Figure 9.17 shows three posttranslational steps required to produce the sugar-regulating hormone insulin from the starting polypeptide product preproinsulin.

Explain why it is not feasible to insert the entire human insulin gene into E. coli and anticipate the production of insulin.

Posttranslational modifications are chemical changes that occur to a protein after its synthesis, which are crucial for its functionality. In the case of insulin, these modifications include the cleavage of the preproinsulin precursor into proinsulin and then into active insulin, as well as the formation of disulfide bonds. E. coli lacks the necessary cellular machinery to perform these specific modifications, making it unable to produce functional insulin from the inserted gene.

Gene expression mechanisms differ significantly between prokaryotes, like E. coli, and eukaryotes, such as humans. Eukaryotic genes often contain introns that must be spliced out to produce a functional mRNA, while prokaryotic systems do not have introns.

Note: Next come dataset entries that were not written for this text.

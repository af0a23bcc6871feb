//! Configuration module.
//!
//! Handles connection parameters, environment variables, and settings.

mod connection;
mod settings;

pub use connection::{ConnectionError, ConnectionParams, Driver};
pub use settings::{
    expand_env_vars, ConnectionSettings, ExplorerSettings, FindSettings, Settings, SettingsError,
    WorkerSettings,
};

If the entire human insulin gene, which includes introns, is inserted into E. coli, the bacteria will not be able to process the gene correctly, leading to the production of non-functional proteins.

Proper protein folding is essential for the biological activity of proteins, including hormones like insulin. The folding process is influenced by the protein's amino acid sequence and the cellular environment. E. coli may not provide the correct conditions or chaperone proteins necessary for insulin to fold into its active conformation, resulting in misfolded or inactive insulin, which cannot perform its regulatory functions in glucose metabolism.